Work order
Please indicate the number of lines in the listing below that include the string "entity"; add nothing else.
□ □ □ □ □
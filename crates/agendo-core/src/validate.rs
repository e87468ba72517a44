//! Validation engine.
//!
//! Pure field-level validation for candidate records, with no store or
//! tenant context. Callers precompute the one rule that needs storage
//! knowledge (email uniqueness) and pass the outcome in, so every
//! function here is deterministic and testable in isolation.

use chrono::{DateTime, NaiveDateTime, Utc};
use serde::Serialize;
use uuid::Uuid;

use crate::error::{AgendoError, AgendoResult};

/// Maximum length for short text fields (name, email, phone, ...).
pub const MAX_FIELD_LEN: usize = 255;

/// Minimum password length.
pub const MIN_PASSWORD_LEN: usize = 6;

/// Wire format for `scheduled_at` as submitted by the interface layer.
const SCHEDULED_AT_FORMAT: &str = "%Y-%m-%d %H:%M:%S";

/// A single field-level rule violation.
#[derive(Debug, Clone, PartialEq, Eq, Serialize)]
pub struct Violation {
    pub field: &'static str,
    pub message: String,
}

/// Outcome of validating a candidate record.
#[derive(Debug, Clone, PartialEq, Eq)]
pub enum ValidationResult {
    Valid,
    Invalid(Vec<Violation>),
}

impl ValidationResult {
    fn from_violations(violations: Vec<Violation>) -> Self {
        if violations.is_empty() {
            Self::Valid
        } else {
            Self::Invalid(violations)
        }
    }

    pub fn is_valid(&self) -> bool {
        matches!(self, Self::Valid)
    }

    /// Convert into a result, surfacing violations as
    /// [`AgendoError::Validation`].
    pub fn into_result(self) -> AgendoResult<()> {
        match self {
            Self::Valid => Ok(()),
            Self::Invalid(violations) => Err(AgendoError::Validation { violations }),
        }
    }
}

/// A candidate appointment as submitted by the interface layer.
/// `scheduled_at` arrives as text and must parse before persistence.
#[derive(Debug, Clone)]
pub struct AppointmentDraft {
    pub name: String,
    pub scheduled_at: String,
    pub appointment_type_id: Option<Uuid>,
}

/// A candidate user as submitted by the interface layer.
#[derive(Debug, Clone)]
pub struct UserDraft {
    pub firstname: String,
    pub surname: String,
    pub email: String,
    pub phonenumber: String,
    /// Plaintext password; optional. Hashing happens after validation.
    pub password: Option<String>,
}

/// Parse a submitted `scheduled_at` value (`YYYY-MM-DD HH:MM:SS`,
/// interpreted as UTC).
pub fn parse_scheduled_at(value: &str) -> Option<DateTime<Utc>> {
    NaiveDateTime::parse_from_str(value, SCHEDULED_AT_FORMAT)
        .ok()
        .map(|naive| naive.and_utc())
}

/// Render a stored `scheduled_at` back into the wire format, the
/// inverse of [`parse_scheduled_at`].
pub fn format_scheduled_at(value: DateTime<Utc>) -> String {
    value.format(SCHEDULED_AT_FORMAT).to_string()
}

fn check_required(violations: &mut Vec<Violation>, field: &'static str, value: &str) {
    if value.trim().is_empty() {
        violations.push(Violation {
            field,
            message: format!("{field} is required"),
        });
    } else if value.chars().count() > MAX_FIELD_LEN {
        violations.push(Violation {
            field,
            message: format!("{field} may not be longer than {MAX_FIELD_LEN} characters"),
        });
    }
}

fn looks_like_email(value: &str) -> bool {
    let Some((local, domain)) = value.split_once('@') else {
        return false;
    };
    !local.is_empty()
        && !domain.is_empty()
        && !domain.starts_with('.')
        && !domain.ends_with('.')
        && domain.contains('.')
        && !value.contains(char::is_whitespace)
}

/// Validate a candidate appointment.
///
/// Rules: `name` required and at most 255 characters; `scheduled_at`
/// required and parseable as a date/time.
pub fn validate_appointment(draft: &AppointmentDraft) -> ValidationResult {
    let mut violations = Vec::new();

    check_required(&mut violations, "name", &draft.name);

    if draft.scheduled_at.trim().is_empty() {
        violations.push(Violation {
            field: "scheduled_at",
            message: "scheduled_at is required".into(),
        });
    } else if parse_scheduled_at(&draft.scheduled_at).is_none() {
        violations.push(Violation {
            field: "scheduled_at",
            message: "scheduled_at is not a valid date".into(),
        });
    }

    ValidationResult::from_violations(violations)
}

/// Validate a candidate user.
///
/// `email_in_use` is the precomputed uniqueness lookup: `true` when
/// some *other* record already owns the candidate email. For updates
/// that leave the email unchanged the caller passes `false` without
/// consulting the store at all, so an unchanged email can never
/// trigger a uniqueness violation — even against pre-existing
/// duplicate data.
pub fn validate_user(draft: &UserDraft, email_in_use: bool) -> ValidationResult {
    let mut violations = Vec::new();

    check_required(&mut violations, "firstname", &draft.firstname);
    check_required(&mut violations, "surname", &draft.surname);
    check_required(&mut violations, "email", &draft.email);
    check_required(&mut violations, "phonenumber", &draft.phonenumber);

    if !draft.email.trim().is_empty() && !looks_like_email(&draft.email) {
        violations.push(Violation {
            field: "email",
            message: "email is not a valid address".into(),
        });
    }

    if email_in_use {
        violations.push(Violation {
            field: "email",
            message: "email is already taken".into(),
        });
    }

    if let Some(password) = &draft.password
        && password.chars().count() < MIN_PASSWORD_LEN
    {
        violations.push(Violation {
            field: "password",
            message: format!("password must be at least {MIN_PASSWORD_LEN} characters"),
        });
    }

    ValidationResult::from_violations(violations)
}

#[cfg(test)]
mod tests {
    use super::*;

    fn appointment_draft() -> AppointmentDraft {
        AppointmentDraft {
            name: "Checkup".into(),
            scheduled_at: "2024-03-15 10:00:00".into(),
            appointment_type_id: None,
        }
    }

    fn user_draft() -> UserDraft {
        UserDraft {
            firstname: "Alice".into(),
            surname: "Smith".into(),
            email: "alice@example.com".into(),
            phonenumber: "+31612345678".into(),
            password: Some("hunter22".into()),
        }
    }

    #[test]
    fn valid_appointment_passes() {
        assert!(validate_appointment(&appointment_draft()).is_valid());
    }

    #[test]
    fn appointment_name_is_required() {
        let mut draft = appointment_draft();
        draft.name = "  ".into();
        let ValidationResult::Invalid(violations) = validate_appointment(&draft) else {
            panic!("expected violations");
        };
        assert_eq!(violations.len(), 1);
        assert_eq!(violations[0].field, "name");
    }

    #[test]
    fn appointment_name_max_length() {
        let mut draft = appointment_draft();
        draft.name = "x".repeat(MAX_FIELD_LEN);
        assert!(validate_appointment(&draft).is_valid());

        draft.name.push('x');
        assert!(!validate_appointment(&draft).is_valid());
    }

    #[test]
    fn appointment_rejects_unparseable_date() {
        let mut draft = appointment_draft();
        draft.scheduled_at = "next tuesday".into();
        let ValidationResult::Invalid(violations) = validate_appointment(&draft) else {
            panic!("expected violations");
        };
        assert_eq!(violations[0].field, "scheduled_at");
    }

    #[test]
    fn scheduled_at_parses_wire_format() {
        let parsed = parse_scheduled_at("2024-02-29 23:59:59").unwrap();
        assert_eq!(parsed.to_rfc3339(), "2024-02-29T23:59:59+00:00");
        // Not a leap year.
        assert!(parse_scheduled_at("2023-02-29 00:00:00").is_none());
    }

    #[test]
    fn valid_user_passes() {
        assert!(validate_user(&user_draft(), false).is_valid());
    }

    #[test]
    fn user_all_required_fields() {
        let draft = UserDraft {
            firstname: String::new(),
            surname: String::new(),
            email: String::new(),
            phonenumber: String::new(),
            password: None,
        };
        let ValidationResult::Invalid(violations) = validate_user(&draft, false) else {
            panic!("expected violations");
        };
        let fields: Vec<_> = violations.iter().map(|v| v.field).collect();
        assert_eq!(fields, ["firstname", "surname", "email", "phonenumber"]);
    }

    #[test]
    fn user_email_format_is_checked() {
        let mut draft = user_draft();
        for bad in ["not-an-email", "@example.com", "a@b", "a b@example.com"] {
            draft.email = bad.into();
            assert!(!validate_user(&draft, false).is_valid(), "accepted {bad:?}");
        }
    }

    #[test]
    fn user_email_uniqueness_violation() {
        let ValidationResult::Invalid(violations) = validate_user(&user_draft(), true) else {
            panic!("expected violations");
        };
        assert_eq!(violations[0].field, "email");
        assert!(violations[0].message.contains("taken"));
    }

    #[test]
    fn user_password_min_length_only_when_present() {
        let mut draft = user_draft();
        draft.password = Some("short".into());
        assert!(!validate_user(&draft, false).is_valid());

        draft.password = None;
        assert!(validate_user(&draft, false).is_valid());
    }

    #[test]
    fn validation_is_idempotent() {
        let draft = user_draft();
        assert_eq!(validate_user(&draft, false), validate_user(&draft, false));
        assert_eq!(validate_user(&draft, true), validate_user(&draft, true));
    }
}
□ □ □ □ □
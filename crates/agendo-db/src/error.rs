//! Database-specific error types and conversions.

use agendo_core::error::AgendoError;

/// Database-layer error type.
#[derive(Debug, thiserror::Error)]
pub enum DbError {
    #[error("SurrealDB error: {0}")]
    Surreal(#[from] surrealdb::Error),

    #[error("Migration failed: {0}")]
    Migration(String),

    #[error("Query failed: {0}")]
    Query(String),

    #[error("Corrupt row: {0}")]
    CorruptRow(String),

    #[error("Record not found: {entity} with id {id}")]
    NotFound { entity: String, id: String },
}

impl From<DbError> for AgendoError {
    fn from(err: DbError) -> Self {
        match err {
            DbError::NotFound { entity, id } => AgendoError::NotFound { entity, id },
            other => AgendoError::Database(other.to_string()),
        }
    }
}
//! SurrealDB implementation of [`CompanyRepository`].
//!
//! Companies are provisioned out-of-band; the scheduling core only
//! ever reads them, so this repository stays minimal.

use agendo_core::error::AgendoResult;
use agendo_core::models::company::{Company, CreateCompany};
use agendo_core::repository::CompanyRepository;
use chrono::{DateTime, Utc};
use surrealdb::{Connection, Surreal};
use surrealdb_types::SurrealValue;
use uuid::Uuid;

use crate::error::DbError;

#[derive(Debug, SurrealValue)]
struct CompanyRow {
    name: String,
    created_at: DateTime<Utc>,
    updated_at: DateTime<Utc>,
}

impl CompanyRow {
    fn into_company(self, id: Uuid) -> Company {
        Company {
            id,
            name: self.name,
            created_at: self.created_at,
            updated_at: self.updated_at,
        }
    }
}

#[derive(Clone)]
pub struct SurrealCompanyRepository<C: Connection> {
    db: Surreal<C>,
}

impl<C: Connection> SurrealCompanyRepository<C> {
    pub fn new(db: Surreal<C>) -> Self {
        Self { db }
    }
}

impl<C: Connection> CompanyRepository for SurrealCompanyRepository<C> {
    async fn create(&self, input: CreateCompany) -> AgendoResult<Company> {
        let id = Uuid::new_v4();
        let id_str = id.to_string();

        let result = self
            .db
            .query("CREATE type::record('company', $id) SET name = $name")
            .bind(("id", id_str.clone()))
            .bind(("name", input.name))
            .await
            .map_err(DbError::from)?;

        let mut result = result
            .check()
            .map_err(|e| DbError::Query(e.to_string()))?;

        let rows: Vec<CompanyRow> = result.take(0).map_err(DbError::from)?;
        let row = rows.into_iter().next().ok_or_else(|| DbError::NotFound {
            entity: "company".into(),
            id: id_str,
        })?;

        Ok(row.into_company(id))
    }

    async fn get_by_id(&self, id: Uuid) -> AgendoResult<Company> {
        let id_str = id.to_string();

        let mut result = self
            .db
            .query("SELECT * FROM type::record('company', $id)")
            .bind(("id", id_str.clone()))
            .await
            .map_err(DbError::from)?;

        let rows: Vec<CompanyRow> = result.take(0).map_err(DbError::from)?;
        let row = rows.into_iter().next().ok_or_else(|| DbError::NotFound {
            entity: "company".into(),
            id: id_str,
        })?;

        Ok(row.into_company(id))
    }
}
□ □ □ □ □
Exercise solution
5